■ Task instructions
Give the entries again in full. Nothing may be altered.

■ Extracted data
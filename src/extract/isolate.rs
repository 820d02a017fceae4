//! JSON text isolation.
//!
//! Given the body of the hydration script, cuts out exactly one
//! syntactically balanced JSON object. The primary path is a small state
//! machine walking the text after the assignment operator; the secondary
//! path is a best-effort trim used only when the walk fails.

use once_cell::sync::Lazy;
use regex::Regex;

/// Leading `_ROUTER_DATA = ` / `window._ROUTER_DATA = ` assignment prefix,
/// stripped on the heuristic fallback path.
static ASSIGN_PREFIX_RE: Lazy<Regex> = Lazy::new(|| {
    Regex::new(r"(?i)^\s*(?:window\.)?_ROUTER_DATA\s*=\s*").expect("assign prefix regex")
});

/// Which isolation path produced the result.
#[derive(Debug, Clone, Copy, PartialEq, Eq)]
pub enum IsolateStrategy {
    /// Depth-counting walk from the first `{` after the assignment.
    BalancedBraces,
    /// Heuristic: strip assignment prefix and trailing `;`, truncate to
    /// the last `}`. Correct only when nothing brace-like follows the
    /// object; callers should treat this path as best-effort.
    TrimToLastBrace,
}

impl IsolateStrategy {
    pub fn as_str(self) -> &'static str {
        match self {
            IsolateStrategy::BalancedBraces => "balanced-brace-after-equals",
            IsolateStrategy::TrimToLastBrace => "trim-to-last-brace",
        }
    }
}

/// Isolate one JSON object from a script body.
///
/// The returned text is brace-balanced on the `BalancedBraces` path; it may
/// still fail to parse as JSON, which is the caller's distinct failure mode.
/// `None` means no object boundary could be found at all.
pub fn isolate_json(script: &str) -> Option<(&str, IsolateStrategy)> {
    if let Some(eq) = script.find('=')
        && let Some(region) = balanced_region(script, eq + 1)
    {
        return Some((region, IsolateStrategy::BalancedBraces));
    }

    let mut rest = script;
    if let Some(m) = ASSIGN_PREFIX_RE.find(rest) {
        rest = &rest[m.end()..];
    }
    let mut rest = rest.trim();
    if let Some(stripped) = rest.strip_suffix(';') {
        rest = stripped;
    }
    let last_brace = rest.rfind('}')?;
    Some((&rest[..=last_brace], IsolateStrategy::TrimToLastBrace))
}

/// Return the shortest brace-balanced region starting at the first `{` at
/// or after `from` (a byte offset).
///
/// Depth counting is suppressed inside single- or double-quoted string
/// literals, with standard escape-parity handling so `\"` does not close a
/// string but `\\"` does.
pub fn balanced_region(source: &str, from: usize) -> Option<&str> {
    let start = from + source.get(from..)?.find('{')?;
    let bytes = source.as_bytes();
    let mut depth = 0usize;
    let mut in_string: Option<u8> = None;
    let mut escaped = false;

    for (offset, &b) in bytes[start..].iter().enumerate() {
        if let Some(quote) = in_string {
            if !escaped && b == quote {
                in_string = None;
            }
            escaped = !escaped && b == b'\\';
            continue;
        }
        match b {
            b'"' | b'\'' => {
                in_string = Some(b);
                escaped = false;
            }
            b'{' => depth += 1,
            b'}' => {
                depth -= 1;
                if depth == 0 {
                    return Some(&source[start..=start + offset]);
                }
            }
            _ => {}
        }
    }
    None
}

■ Final answer
filename src/extract/isolate.rs
repository 820d02a017fceae4
//! JSON text isolation.
//!
//! Given the body of the hydration script, cuts out exactly one
//! syntactically balanced JSON object. The primary path is a small state
//! machine walking the text after the assignment operator; the secondary
//! path is a best-effort trim used only when the walk fails.

use once_cell::sync::Lazy;
use regex::Regex;

/// Leading `_ROUTER_DATA = ` / `window._ROUTER_DATA = ` assignment prefix,
/// stripped on the heuristic fallback path.
static ASSIGN_PREFIX_RE: Lazy<Regex> = Lazy::new(|| {
    Regex::new(r"(?i)^\s*(?:window\.)?_ROUTER_DATA\s*=\s*").expect("assign prefix regex")
});

/// Which isolation path produced the result.
#[derive(Debug, Clone, Copy, PartialEq, Eq)]
pub enum IsolateStrategy {
    /// Depth-counting walk from the first `{` after the assignment.
    BalancedBraces,
    /// Heuristic: strip assignment prefix and trailing `;`, truncate to
    /// the last `}`. Correct only when nothing brace-like follows the
    /// object; callers should treat this path as best-effort.
    TrimToLastBrace,
}

impl IsolateStrategy {
    pub fn as_str(self) -> &'static str {
        match self {
            IsolateStrategy::BalancedBraces => "balanced-brace-after-equals",
            IsolateStrategy::TrimToLastBrace => "trim-to-last-brace",
        }
    }
}

/// Isolate one JSON object from a script body.
///
/// The returned text is brace-balanced on the `BalancedBraces` path; it may
/// still fail to parse as JSON, which is the caller's distinct failure mode.
/// `None` means no object boundary could be found at all.
pub fn isolate_json(script: &str) -> Option<(&str, IsolateStrategy)> {
    if let Some(eq) = script.find('=')
        && let Some(region) = balanced_region(script, eq + 1)
    {
        return Some((region, IsolateStrategy::BalancedBraces));
    }

    let mut rest = script;
    if let Some(m) = ASSIGN_PREFIX_RE.find(rest) {
        rest = &rest[m.end()..];
    }
    let mut rest = rest.trim();
    if let Some(stripped) = rest.strip_suffix(';') {
        rest = stripped;
    }
    let last_brace = rest.rfind('}')?;
    Some((&rest[..=last_brace], IsolateStrategy::TrimToLastBrace))
}

/// Return the shortest brace-balanced region starting at the first `{` at
/// or after `from` (a byte offset).
///
/// Depth counting is suppressed inside single- or double-quoted string
/// literals, with standard escape-parity handling so `\"` does not close a
/// string but `\\"` does.
pub fn balanced_region(source: &str, from: usize) -> Option<&str> {
    let start = from + source.get(from..)?.find('{')?;
    let bytes = source.as_bytes();
    let mut depth = 0usize;
    let mut in_string: Option<u8> = None;
    let mut escaped = false;

    for (offset, &b) in bytes[start..].iter().enumerate() {
        if let Some(quote) = in_string {
            if !escaped && b == quote {
                in_string = None;
            }
            escaped = !escaped && b == b'\\';
            continue;
        }
        match b {
            b'"' | b'\'' => {
                in_string = Some(b);
                escaped = false;
            }
            b'{' => depth += 1,
            b'}' => {
                depth -= 1;
                if depth == 0 {
                    return Some(&source[start..=start + offset]);
                }
            }
            _ => {}
        }
    }
    None
}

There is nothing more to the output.